» What this task involves:
Report each line of the listing below that holds "middleware".
= = = =
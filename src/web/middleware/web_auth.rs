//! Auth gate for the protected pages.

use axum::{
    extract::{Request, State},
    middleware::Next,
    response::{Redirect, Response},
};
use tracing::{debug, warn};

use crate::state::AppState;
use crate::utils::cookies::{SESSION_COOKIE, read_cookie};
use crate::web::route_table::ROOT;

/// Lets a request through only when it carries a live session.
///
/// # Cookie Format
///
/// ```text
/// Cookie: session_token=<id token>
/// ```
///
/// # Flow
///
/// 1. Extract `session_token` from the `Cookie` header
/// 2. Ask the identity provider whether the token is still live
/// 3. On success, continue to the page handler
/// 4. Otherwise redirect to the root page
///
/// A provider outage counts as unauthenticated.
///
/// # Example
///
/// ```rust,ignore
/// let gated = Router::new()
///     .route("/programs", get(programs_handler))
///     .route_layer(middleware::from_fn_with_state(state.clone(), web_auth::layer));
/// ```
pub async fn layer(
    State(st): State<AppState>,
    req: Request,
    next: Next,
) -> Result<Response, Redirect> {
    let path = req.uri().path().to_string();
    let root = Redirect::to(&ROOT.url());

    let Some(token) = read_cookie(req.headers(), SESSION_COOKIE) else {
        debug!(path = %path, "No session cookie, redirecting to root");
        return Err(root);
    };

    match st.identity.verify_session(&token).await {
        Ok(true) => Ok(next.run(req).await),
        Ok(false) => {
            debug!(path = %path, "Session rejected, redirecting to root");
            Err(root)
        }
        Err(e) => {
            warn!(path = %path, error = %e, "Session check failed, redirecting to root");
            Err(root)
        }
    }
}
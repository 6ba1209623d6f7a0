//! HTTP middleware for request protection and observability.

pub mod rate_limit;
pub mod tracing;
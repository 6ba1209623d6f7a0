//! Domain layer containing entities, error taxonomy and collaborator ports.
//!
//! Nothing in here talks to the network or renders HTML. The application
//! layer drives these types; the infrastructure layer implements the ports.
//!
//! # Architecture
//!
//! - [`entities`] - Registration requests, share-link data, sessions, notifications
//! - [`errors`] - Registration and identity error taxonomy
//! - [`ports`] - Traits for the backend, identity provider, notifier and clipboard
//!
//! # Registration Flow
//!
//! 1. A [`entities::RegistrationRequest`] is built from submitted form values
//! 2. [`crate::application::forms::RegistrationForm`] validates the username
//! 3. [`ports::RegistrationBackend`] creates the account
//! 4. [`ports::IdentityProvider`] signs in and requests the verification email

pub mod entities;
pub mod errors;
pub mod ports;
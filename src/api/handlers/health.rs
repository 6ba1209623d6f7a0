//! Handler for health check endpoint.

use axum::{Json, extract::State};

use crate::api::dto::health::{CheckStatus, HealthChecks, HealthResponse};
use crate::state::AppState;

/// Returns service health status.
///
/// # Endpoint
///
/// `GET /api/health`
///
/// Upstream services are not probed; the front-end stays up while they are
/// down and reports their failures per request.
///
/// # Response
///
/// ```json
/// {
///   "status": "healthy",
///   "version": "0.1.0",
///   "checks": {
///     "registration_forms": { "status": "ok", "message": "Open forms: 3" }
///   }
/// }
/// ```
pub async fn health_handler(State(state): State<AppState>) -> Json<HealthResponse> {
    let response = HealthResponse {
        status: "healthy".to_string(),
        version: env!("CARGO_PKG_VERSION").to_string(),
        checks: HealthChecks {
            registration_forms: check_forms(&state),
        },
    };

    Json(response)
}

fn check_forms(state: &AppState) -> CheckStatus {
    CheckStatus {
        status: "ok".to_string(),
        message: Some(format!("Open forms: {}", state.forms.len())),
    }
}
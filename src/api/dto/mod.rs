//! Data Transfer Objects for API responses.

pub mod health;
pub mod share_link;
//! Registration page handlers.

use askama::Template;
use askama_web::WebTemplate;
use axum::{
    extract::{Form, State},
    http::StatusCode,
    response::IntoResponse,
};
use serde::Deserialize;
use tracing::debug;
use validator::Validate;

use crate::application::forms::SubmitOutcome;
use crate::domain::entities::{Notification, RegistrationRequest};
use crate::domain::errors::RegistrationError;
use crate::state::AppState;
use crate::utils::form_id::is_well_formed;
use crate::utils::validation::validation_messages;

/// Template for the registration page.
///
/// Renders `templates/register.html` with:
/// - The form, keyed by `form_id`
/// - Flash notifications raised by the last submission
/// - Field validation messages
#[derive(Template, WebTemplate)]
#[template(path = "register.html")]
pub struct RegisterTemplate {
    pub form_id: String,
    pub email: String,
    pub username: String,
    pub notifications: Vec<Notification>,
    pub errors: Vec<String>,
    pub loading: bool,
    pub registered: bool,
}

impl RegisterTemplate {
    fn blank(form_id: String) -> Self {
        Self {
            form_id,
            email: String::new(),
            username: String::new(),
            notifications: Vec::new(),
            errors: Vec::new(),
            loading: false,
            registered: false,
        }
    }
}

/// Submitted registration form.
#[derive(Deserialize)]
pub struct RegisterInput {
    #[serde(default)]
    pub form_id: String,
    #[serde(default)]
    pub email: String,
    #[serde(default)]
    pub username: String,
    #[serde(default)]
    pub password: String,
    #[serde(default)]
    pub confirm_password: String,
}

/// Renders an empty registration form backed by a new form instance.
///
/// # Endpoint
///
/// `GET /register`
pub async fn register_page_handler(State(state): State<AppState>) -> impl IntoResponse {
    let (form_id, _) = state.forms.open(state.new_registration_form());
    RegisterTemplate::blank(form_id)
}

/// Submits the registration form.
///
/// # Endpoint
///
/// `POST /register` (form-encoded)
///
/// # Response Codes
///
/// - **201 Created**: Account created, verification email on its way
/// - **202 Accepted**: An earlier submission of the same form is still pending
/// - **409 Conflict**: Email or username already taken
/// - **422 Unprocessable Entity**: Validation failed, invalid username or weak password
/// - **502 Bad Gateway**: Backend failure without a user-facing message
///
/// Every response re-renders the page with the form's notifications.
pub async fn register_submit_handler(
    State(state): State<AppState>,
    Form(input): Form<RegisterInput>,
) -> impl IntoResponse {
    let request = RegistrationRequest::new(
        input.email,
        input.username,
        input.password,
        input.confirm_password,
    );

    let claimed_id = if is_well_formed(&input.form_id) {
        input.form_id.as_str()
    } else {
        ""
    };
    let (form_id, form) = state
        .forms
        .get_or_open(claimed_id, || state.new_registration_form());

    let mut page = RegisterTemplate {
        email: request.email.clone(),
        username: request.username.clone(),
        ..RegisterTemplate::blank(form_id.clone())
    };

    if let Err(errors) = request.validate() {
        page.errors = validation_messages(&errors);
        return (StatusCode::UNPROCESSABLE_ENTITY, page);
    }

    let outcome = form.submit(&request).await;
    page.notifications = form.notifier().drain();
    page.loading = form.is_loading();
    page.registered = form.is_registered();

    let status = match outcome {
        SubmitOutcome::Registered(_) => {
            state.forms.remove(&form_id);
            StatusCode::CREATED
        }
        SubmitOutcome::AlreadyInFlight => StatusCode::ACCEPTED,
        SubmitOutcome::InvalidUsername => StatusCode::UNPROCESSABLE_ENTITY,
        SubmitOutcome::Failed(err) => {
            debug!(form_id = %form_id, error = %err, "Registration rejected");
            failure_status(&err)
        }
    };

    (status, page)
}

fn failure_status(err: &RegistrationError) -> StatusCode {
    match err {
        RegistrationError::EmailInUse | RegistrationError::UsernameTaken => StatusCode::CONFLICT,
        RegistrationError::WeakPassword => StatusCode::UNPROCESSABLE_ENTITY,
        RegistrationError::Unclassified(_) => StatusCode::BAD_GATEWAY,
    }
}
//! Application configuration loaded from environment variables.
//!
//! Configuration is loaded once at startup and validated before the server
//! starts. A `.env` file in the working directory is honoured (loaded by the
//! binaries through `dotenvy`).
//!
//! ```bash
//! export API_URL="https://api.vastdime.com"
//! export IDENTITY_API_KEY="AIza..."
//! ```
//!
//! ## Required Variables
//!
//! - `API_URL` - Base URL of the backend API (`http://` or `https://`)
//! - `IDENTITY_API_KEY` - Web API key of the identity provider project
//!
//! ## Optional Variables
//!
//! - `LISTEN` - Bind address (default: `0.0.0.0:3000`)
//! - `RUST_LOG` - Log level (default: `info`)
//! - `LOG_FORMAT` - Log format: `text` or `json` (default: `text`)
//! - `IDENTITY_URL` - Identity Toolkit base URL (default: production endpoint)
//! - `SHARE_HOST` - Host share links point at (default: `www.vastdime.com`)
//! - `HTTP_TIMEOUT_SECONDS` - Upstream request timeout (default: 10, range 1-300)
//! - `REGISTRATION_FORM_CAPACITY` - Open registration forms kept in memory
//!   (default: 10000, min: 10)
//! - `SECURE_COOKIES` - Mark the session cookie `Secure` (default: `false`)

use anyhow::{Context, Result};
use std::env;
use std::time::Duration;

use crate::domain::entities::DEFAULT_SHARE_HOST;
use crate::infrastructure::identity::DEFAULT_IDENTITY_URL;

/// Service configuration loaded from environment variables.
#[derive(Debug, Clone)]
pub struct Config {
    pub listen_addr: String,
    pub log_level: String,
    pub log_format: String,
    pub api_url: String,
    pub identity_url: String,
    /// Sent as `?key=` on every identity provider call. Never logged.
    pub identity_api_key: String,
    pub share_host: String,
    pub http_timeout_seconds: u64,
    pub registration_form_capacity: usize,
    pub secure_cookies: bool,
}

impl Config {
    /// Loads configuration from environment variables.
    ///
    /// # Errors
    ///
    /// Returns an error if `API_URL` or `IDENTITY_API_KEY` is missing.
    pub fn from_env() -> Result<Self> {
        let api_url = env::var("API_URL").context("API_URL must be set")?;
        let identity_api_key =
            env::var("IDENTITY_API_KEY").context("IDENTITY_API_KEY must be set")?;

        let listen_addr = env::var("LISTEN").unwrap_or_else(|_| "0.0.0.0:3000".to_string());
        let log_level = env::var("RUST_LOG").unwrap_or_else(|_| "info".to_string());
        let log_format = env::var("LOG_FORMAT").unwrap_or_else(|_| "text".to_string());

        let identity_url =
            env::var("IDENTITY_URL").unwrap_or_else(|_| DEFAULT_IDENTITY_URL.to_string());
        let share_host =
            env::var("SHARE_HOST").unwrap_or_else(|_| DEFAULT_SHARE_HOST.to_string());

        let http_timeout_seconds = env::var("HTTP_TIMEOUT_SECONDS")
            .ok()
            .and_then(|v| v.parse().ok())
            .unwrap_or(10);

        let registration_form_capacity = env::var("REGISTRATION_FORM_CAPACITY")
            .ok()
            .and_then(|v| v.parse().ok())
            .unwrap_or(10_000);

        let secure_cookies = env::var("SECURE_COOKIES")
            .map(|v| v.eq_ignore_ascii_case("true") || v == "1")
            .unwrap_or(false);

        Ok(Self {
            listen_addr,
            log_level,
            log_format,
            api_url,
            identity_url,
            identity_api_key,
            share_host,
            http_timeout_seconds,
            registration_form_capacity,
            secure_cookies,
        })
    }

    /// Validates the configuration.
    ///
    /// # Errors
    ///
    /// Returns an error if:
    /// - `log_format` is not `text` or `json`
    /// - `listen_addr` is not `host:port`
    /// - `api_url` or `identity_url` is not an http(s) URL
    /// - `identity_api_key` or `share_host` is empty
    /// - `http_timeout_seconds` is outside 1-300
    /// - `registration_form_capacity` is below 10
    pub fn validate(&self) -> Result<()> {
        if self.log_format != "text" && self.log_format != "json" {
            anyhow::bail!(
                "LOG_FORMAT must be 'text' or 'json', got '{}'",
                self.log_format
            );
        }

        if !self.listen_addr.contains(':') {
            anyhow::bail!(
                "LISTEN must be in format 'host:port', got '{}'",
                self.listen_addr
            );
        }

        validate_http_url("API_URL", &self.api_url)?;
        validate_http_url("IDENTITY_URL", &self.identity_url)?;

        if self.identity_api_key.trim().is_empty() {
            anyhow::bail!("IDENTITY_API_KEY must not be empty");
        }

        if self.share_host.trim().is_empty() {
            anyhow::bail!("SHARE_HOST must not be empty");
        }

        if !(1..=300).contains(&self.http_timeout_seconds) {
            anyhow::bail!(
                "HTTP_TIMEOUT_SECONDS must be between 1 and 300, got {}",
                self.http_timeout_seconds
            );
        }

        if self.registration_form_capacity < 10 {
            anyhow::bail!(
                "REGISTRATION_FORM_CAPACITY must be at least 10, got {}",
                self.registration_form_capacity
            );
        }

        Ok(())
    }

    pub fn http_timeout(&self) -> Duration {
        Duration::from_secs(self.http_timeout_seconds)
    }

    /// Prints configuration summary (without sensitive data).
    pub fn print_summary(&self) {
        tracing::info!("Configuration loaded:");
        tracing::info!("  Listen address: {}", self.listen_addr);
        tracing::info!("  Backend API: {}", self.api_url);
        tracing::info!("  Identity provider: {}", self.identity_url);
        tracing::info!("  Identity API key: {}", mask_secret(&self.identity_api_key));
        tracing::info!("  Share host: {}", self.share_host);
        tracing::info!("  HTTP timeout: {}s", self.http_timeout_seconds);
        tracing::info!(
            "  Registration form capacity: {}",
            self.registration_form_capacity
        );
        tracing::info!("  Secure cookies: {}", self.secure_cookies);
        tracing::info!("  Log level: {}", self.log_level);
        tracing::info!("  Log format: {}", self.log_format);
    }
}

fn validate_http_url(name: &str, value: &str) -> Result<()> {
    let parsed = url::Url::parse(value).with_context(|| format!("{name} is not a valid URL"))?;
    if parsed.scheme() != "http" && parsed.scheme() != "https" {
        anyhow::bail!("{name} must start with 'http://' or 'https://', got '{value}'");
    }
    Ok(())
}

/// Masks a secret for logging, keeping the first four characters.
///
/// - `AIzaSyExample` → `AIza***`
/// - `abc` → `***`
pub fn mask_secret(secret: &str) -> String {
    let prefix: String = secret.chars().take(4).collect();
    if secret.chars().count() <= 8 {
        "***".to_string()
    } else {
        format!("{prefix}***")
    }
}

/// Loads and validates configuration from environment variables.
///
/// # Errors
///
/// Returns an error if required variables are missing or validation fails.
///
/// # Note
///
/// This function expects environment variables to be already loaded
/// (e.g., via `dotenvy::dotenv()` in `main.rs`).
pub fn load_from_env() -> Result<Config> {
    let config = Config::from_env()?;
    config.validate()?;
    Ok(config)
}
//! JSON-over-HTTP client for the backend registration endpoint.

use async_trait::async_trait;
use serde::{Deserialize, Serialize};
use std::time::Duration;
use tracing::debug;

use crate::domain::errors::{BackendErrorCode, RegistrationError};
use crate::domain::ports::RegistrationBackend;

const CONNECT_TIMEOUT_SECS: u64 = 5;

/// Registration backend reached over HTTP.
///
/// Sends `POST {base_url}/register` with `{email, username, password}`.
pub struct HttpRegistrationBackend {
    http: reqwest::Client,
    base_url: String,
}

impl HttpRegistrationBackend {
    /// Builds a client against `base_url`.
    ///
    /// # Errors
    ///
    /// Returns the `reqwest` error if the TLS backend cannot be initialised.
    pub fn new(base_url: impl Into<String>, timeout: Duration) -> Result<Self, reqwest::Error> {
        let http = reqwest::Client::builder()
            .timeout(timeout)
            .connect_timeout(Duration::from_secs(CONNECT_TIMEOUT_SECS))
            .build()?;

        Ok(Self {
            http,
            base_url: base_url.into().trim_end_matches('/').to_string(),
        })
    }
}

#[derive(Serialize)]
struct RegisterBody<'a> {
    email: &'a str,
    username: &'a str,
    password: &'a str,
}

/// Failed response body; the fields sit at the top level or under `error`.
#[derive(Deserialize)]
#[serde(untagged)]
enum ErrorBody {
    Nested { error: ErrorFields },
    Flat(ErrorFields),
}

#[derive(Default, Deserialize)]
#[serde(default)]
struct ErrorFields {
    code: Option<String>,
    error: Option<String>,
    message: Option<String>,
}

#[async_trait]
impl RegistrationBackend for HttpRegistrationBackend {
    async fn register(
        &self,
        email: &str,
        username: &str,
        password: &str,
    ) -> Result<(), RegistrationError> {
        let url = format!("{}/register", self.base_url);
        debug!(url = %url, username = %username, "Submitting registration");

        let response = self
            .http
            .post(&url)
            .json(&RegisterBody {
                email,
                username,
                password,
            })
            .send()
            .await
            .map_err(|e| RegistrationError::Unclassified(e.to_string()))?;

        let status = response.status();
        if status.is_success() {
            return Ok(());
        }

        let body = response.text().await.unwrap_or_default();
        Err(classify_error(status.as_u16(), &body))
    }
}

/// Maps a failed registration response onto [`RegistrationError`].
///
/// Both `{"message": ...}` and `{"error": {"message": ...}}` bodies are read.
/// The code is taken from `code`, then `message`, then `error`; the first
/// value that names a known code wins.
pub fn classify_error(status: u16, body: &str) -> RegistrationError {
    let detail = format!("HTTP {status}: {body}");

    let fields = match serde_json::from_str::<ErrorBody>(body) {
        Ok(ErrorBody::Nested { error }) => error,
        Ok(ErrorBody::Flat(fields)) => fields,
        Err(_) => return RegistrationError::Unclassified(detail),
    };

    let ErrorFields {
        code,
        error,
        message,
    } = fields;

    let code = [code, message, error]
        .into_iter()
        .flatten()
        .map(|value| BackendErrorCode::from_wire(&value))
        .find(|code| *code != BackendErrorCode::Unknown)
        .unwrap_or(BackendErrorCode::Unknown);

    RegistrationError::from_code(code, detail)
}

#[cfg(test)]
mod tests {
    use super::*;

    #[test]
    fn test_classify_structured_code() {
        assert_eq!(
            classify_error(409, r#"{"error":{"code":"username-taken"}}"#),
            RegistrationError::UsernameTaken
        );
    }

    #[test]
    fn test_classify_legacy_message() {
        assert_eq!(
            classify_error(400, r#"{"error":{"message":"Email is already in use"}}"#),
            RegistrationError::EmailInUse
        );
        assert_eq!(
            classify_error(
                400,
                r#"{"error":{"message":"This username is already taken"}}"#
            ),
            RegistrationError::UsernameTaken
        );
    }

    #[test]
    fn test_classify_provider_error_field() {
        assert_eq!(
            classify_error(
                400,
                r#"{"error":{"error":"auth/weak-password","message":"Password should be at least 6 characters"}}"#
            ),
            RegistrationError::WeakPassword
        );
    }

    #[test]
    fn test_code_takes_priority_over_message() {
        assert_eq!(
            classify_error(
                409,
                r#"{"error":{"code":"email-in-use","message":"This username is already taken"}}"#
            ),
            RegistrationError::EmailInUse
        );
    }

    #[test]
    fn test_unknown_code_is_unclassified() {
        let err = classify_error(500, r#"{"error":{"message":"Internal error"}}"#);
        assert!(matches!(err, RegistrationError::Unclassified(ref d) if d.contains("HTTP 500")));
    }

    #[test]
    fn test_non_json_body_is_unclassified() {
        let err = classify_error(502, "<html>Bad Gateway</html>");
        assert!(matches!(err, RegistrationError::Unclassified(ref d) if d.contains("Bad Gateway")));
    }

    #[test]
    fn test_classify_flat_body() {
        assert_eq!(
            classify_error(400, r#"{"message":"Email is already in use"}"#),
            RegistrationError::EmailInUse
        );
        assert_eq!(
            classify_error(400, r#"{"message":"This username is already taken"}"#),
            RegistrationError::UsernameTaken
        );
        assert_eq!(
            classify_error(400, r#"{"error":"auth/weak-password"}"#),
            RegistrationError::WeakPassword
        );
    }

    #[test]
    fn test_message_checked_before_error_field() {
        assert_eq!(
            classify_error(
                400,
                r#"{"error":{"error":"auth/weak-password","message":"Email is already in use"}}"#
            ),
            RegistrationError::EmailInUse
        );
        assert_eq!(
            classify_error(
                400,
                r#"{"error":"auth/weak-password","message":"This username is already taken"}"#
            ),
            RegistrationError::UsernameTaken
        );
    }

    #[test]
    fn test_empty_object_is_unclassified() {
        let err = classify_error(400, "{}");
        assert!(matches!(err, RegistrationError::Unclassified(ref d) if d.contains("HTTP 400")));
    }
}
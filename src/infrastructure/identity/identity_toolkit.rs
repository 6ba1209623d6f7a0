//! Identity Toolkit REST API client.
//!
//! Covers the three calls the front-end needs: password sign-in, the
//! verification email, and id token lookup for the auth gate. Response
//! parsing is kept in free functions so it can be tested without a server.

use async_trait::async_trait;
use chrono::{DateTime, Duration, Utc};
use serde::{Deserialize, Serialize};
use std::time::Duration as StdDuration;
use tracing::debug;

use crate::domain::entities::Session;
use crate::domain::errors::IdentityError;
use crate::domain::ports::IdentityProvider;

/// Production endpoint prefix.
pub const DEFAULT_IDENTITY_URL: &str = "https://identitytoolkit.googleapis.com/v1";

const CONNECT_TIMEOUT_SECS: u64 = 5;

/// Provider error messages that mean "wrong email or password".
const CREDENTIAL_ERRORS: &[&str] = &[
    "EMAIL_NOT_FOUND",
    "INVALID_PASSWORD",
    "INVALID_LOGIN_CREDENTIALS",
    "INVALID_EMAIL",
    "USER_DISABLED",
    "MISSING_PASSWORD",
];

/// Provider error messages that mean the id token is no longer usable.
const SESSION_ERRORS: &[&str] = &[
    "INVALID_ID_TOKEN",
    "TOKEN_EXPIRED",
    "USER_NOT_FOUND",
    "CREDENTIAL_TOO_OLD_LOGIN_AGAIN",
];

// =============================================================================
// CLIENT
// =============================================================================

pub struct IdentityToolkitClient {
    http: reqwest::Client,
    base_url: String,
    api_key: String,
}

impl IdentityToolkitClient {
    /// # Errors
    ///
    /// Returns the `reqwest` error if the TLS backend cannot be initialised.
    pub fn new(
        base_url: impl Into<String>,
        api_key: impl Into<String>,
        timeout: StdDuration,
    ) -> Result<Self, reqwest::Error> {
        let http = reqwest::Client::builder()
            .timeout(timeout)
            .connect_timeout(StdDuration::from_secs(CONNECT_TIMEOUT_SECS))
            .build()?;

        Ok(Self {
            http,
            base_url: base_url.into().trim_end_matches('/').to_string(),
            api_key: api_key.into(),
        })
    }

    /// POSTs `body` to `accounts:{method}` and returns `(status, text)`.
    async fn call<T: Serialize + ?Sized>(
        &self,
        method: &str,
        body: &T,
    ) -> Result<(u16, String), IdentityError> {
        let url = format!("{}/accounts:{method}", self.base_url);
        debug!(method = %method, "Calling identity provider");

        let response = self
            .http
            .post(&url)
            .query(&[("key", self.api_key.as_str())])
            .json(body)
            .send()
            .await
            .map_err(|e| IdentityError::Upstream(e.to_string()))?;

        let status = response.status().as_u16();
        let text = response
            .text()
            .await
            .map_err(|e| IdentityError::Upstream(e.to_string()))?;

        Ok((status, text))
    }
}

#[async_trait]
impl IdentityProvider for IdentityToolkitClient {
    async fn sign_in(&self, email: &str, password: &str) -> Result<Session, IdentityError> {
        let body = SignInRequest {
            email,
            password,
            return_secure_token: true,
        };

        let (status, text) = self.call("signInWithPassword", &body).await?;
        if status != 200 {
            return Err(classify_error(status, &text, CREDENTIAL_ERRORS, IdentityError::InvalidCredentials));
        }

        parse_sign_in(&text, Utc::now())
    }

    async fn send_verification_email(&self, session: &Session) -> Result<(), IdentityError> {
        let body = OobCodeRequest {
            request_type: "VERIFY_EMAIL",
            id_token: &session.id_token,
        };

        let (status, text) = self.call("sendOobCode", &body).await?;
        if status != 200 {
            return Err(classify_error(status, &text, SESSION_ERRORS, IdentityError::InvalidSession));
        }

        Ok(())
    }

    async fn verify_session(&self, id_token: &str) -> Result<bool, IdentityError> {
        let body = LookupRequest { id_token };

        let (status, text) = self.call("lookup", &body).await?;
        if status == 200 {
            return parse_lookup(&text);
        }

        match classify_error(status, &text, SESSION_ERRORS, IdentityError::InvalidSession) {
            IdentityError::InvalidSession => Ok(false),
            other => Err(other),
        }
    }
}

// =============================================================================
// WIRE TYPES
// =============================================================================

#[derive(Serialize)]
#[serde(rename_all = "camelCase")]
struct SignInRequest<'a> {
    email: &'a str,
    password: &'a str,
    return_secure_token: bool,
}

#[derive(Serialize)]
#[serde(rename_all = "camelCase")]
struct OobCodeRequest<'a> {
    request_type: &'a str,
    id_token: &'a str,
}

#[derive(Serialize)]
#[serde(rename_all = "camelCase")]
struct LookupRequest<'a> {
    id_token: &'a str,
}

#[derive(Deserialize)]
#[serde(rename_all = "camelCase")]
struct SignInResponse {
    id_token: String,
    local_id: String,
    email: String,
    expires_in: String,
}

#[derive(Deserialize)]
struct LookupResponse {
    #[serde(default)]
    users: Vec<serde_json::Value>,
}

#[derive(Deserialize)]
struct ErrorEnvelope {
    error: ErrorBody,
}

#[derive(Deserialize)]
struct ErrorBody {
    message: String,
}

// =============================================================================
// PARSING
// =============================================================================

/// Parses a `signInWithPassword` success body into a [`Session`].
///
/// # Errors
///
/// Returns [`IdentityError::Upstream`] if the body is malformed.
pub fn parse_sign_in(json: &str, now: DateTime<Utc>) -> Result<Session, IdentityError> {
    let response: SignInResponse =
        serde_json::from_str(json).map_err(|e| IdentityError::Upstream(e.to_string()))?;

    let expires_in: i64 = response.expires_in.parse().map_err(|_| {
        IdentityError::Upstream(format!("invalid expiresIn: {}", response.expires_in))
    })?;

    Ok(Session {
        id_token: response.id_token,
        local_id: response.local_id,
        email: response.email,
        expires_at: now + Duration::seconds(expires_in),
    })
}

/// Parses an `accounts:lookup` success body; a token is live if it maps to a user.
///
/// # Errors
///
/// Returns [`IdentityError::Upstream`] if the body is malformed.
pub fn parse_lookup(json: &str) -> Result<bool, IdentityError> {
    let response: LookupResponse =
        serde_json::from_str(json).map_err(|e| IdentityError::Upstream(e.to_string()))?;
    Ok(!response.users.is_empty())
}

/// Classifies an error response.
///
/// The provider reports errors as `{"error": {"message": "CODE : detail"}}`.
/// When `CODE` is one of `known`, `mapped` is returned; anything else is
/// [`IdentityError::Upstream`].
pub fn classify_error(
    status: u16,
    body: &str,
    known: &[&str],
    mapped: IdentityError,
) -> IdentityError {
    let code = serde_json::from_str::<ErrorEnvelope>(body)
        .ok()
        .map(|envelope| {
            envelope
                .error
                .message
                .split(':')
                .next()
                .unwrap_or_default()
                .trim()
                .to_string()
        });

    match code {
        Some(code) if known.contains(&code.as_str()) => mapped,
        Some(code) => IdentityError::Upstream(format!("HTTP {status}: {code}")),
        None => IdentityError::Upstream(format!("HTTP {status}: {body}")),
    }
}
= = = =
» Response to this task:
filename src/web/middleware/web_auth.rs
    middleware::Next,
///     .route_layer(middleware::from_fn_with_state(state.clone(), web_auth::layer));
//! HTTP middleware for request protection and observability.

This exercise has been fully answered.